The best tribute to the dead of Charlie Hebdo is the debate on freedom of speech that has now opened up.

The shocking killing of the cartoonists and staff of the Charlie Hebdo weekly in Paris has turned out to be a watershed event in that it has put the spotlight on the fundamental right to free speech and divided global opinion in ways which are perhaps unprecedented. The resurrection of the debate on the freedom of speech – its ideology and its practice in the world today – is perhaps the best tribute that can be paid to those who were shot for their writings and drawings.

A small publication with dwindling readership in France, Charlie Hebdo was practically unknown outside the country and definitely outside the Francophone world until the shootings. Along with the news of the killings, images of the cartoons, which were a staple of the magazine, started circulating; images that led the terrorists to kill the cartoonists. Most people who had never heard of or read Charlie Hebdo reacted with disbelief at these cartoons as these were, where they pertained to Islam and Muslims, clearly provocative and meant to lampoon.
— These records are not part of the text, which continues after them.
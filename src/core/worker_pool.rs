//! Doctor and sweeper threads.
//!
//! Every doctor is a dedicated OS thread running the acquire/serve loop of its
//! room; every room also gets one sweeper thread driven by a fixed ticker.
//!
//! # Design Principles
//!
//! - **Blocking waits only**: doctors park on their room's condvar with a bounded
//!   timeout, sweepers block on a ticker
//! - **Clean shutdown**: dropping the stop sender unblocks every sweeper; the
//!   shutdown flag plus a broadcast wakes every idle doctor

use std::sync::Arc;
use std::thread::{self, JoinHandle};
use std::time::Duration;

use crossbeam_channel::{bounded, select, tick, Receiver, Sender};
use tracing::{debug, info, warn};

use crate::core::scheduler::Scheduler;
use crate::core::TriageError;
use crate::util::clock;
use crate::util::serde::{DoctorKey, RoomId};

/// Running engine threads.
pub struct EngineHandle {
    scheduler: Arc<Scheduler>,
    workers: Vec<JoinHandle<()>>,
    /// Dropping this sender stops every sweeper.
    sweep_stop: Option<Sender<()>>,
}

impl EngineHandle {
    /// Spawn `doctor_count` doctors and one sweeper per room.
    ///
    /// # Errors
    ///
    /// Returns `TriageError::Io` if a thread cannot be spawned; threads already
    /// started are told to stop.
    pub fn start(scheduler: Arc<Scheduler>, sweep_interval: Duration) -> Result<Self, TriageError> {
        let (stop_tx, stop_rx) = bounded::<()>(0);
        let mut handle = Self {
            scheduler: Arc::clone(&scheduler),
            workers: Vec::new(),
            sweep_stop: Some(stop_tx),
        };

        for room in scheduler.rooms() {
            for doctor in 1..=room.doctor_count() {
                let key = DoctorKey::new(room.id(), doctor);
                handle.workers.push(spawn_doctor(Arc::clone(&scheduler), key)?);
            }
            handle.workers.push(spawn_sweeper(
                Arc::clone(&scheduler),
                room.id(),
                sweep_interval,
                stop_rx.clone(),
            )?);
        }

        info!(
            rooms = scheduler.rooms().len(),
            threads = handle.workers.len(),
            "engine threads started"
        );
        Ok(handle)
    }

    /// The scheduler these threads drive.
    #[must_use]
    pub const fn scheduler(&self) -> &Arc<Scheduler> {
        &self.scheduler
    }

    /// Stop all threads and wait for them. In-progress services finish first.
    pub fn shutdown(mut self) {
        self.signal_stop();
        let count = self.workers.len();
        for worker in self.workers.drain(..) {
            let name = worker.thread().name().map(str::to_owned);
            if worker.join().is_err() {
                warn!(thread = ?name, "engine thread panicked");
            }
        }
        info!(threads = count, "engine shut down");
    }

    fn signal_stop(&mut self) {
        self.scheduler.request_shutdown();
        self.sweep_stop = None;
    }
}

impl Drop for EngineHandle {
    fn drop(&mut self) {
        // Signal but don't join: threads may be mid-service.
        if self.sweep_stop.is_some() {
            self.signal_stop();
            debug!("EngineHandle dropped without explicit shutdown - threads detached");
        }
    }
}

impl std::fmt::Debug for EngineHandle {
    fn fmt(&self, f: &mut std::fmt::Formatter<'_>) -> std::fmt::Result {
        f.debug_struct("EngineHandle")
            .field("threads", &self.workers.len())
            .field("scheduler", &self.scheduler)
            .finish()
    }
}

fn spawn_doctor(scheduler: Arc<Scheduler>, doctor: DoctorKey) -> Result<JoinHandle<()>, TriageError> {
    let handle = thread::Builder::new()
        .name(format!("room{}-doctor{}", doctor.room, doctor.doctor))
        .spawn(move || {
            debug!(doctor = %doctor, "doctor on duty");
            while let Some(work) = scheduler.acquire(doctor.room) {
                scheduler.serve(doctor, work);
            }
            debug!(doctor = %doctor, "doctor off duty");
        })?;
    Ok(handle)
}

fn spawn_sweeper(
    scheduler: Arc<Scheduler>,
    room: RoomId,
    interval: Duration,
    stop: Receiver<()>,
) -> Result<JoinHandle<()>, TriageError> {
    let handle = thread::Builder::new()
        .name(format!("room{room}-sweeper"))
        .spawn(move || {
            let ticker = tick(interval);
            loop {
                select! {
                    recv(ticker) -> _ => {
                        let evicted = scheduler.sweep_room(room, clock::now());
                        if evicted > 0 {
                            debug!(room, evicted, "sweep evicted patients");
                        }
                    }
                    recv(stop) -> _ => break,
                }
            }
            debug!(room, "sweeper stopped");
        })?;
    Ok(handle)
}
//! Tests for configuration validation

use std::time::Duration;

use triage_engine::config::{EngineConfig, LevelTable, UrgencyProfile};
use triage_engine::util::UrgencyLevel;

#[test]
fn test_default_config() {
    let cfg = EngineConfig::default();
    assert!(cfg.validate().is_ok());
    assert_eq!(cfg.listen_addr(), "127.0.0.1:9000");
    assert_eq!(cfg.rooms, 3);
    assert_eq!(cfg.doctors_per_room, 1);
    assert!(cfg.log_path.is_some());
    assert!(cfg.occupancy_path.is_some());
}

#[test]
fn test_in_memory_config_has_no_files() {
    let cfg = EngineConfig::in_memory(4, 2);
    assert!(cfg.log_path.is_none());
    assert!(cfg.occupancy_path.is_none());
    assert_eq!(cfg.rooms, 4);
    assert_eq!(cfg.doctors_per_room, 2);
}

#[test]
fn test_zero_rooms_rejected() {
    assert!(EngineConfig::in_memory(0, 1).validate().is_err());
}

#[test]
fn test_zero_doctors_rejected() {
    assert!(EngineConfig::in_memory(1, 0).validate().is_err());
}

#[test]
fn test_zero_sweep_interval_rejected() {
    let cfg = EngineConfig::in_memory(1, 1).with_sweep_interval(Duration::ZERO);
    assert!(cfg.validate().is_err());
}

#[test]
fn test_level_ordering_defaults() {
    let table = LevelTable::default();
    assert!(table.vermelho.abandon_timeout() > table.amarelo.abandon_timeout());
    assert!(table.amarelo.abandon_timeout() > table.verde.abandon_timeout());
    assert_eq!(
        table.profile(&UrgencyLevel::from_wire("roxo")),
        table.profile(&UrgencyLevel::Standard)
    );
}

#[test]
fn test_config_from_json() {
    let json = r#"{
        "port": 9100,
        "rooms": 2,
        "doctors_per_room": 3,
        "log_path": null,
        "levels": {
            "vermelho": { "service_ms": 100, "abandon_timeout_ms": 1000 },
            "amarelo": { "service_ms": 50, "abandon_timeout_ms": 500 },
            "verde": { "service_ms": 10, "abandon_timeout_ms": 100 }
        }
    }"#;
    let cfg = EngineConfig::from_json_str(json).unwrap();
    assert_eq!(cfg.port, 9100);
    assert_eq!(cfg.rooms, 2);
    assert_eq!(cfg.doctors_per_room, 3);
    assert!(cfg.log_path.is_none());
    assert_eq!(cfg.host, "127.0.0.1");
    assert_eq!(cfg.levels.verde, UrgencyProfile::from_millis(10, 100));
}

#[test]
fn test_config_from_json_rejects_invalid() {
    assert!(EngineConfig::from_json_str(r#"{"rooms": 0}"#).is_err());
    assert!(EngineConfig::from_json_str("not json").is_err());
}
While the condemnations of the killings were forthright, many started asking questions whether these cartoons were appropriate and could be defended. In the global spread of the “I am Charlie” slogan where people identified themselves with the magazine and its right to publish these cartoons, a voice emerged that a condemnation of the killings could not lead to a defence of Charlie Hebdo and its contents. These cartoons were seen to be racist, Islamophobic and sexist.